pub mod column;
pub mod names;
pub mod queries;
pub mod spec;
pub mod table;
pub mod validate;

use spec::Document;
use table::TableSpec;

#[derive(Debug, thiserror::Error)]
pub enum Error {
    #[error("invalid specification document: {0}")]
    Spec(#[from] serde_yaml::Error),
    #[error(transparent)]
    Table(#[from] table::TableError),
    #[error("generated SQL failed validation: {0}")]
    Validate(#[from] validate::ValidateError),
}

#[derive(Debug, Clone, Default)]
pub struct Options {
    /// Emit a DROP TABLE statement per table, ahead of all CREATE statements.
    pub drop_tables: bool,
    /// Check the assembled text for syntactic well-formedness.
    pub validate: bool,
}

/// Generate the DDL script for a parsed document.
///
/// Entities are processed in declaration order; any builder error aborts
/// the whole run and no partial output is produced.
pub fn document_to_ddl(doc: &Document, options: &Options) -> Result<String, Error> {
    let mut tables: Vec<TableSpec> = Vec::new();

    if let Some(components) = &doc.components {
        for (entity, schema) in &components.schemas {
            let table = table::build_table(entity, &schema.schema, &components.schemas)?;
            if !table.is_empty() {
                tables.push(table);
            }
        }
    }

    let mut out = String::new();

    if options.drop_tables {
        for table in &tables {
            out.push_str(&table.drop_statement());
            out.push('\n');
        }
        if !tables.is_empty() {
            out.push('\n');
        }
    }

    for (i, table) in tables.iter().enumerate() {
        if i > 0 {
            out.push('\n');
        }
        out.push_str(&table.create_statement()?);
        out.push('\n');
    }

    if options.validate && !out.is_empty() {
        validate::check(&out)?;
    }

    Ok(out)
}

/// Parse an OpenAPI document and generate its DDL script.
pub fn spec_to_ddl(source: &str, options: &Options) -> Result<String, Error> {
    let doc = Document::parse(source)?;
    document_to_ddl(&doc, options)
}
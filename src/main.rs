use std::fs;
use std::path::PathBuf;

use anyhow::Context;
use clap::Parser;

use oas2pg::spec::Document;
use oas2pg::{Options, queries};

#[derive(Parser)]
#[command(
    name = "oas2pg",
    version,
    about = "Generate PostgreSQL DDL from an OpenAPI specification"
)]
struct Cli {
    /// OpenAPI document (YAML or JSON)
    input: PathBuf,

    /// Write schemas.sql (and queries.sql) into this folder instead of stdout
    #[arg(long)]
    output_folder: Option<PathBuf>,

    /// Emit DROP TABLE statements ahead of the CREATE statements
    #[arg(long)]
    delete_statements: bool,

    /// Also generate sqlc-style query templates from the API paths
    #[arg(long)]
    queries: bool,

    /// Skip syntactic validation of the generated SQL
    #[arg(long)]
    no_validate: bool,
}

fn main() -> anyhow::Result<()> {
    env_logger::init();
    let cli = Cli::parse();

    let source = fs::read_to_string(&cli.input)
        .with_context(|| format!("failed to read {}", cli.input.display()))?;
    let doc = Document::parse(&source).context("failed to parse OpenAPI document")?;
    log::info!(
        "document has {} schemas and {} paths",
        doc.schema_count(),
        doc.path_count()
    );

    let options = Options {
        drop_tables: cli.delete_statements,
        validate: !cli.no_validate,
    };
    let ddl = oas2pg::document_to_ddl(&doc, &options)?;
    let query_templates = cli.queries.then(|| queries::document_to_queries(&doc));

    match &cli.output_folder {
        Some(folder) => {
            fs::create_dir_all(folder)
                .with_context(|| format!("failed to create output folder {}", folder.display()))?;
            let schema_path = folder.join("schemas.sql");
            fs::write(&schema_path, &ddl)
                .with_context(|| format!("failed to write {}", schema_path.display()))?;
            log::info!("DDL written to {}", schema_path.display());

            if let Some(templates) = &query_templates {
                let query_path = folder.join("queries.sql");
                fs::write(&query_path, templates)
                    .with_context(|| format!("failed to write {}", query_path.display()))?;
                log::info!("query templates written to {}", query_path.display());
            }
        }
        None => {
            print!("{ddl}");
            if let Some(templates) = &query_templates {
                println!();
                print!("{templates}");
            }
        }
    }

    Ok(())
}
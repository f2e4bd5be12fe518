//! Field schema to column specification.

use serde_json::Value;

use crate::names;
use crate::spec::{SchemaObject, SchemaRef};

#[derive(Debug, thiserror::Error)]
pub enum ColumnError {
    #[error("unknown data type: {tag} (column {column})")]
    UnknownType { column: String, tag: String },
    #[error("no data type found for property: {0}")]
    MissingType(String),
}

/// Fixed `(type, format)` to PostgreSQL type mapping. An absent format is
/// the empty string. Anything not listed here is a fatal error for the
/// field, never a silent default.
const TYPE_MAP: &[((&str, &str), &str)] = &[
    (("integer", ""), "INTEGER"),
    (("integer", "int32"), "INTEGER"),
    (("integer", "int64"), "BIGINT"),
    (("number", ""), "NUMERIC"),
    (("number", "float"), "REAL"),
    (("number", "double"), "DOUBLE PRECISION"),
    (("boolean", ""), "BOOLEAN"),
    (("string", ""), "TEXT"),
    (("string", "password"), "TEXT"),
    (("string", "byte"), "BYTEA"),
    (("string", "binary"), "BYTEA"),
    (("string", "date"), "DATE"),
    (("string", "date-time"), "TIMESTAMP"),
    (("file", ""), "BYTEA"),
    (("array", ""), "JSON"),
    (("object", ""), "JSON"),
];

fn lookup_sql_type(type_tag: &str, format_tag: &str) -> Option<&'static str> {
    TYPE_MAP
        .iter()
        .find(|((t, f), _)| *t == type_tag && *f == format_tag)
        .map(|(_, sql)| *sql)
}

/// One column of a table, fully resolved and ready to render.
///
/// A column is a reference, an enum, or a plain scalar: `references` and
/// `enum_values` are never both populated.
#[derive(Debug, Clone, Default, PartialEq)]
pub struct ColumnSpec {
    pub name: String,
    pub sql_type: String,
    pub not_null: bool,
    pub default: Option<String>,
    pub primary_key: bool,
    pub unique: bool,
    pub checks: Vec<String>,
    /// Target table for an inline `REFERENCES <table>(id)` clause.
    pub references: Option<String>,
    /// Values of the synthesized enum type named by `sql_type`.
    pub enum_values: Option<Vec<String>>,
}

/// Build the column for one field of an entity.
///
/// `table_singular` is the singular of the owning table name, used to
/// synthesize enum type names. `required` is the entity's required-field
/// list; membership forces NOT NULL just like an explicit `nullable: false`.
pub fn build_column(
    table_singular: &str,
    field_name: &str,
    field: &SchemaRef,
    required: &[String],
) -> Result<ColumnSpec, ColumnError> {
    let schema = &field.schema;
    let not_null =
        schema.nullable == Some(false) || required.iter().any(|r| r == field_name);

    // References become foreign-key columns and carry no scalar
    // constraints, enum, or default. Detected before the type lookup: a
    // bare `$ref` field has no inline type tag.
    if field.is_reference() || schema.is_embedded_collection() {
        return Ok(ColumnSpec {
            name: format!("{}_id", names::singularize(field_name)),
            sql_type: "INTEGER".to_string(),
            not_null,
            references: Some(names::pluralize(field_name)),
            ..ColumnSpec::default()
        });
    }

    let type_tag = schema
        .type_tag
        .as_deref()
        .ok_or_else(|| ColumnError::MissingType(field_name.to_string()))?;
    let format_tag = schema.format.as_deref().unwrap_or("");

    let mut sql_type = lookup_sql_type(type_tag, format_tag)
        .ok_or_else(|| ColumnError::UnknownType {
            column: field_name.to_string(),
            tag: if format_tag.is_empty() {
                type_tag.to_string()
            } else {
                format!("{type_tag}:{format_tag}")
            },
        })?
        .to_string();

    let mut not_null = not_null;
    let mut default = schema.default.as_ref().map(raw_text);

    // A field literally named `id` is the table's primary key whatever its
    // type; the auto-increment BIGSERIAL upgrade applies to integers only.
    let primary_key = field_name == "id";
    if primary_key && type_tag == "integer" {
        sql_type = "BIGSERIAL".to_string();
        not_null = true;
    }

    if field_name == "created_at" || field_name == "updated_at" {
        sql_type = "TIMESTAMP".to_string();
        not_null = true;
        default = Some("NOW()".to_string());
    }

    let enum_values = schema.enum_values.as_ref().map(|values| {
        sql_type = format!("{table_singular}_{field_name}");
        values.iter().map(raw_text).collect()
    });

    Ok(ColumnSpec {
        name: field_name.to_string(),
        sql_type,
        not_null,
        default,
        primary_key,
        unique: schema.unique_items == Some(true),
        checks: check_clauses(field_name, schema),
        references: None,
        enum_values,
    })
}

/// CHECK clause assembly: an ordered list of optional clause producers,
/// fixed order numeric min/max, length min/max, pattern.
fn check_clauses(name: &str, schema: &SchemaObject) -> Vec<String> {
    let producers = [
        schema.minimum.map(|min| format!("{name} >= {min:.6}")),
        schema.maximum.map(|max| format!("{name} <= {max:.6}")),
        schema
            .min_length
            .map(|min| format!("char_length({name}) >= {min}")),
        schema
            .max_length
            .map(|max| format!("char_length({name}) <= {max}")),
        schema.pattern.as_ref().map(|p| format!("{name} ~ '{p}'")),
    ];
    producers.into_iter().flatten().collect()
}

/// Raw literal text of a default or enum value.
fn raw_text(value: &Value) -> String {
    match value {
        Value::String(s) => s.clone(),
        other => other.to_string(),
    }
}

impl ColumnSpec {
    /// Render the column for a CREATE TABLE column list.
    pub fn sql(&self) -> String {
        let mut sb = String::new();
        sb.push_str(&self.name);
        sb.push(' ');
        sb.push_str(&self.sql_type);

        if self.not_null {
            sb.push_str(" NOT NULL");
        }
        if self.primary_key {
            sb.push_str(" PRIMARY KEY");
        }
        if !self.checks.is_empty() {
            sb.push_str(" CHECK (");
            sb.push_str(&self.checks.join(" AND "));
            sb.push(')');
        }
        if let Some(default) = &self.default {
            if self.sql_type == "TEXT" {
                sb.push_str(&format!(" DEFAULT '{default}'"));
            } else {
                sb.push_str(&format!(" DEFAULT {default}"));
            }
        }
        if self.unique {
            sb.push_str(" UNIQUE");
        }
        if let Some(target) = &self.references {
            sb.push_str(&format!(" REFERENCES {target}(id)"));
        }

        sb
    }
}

----

Work item:
Please retype, with no changes, the lines that run from the first line of the entries to the line with "output is produced.", both ends included.

Result of this task:
pub mod column;
pub mod names;
pub mod queries;
pub mod spec;
pub mod table;
pub mod validate;

use spec::Document;
use table::TableSpec;

#[derive(Debug, thiserror::Error)]
pub enum Error {
    #[error("invalid specification document: {0}")]
    Spec(#[from] serde_yaml::Error),
    #[error(transparent)]
    Table(#[from] table::TableError),
    #[error("generated SQL failed validation: {0}")]
    Validate(#[from] validate::ValidateError),
}

#[derive(Debug, Clone, Default)]
pub struct Options {
    /// Emit a DROP TABLE statement per table, ahead of all CREATE statements.
    pub drop_tables: bool,
    /// Check the assembled text for syntactic well-formedness.
    pub validate: bool,
}

/// Generate the DDL script for a parsed document.
///
/// Entities are processed in declaration order; any builder error aborts
/// the whole run and no partial output is produced.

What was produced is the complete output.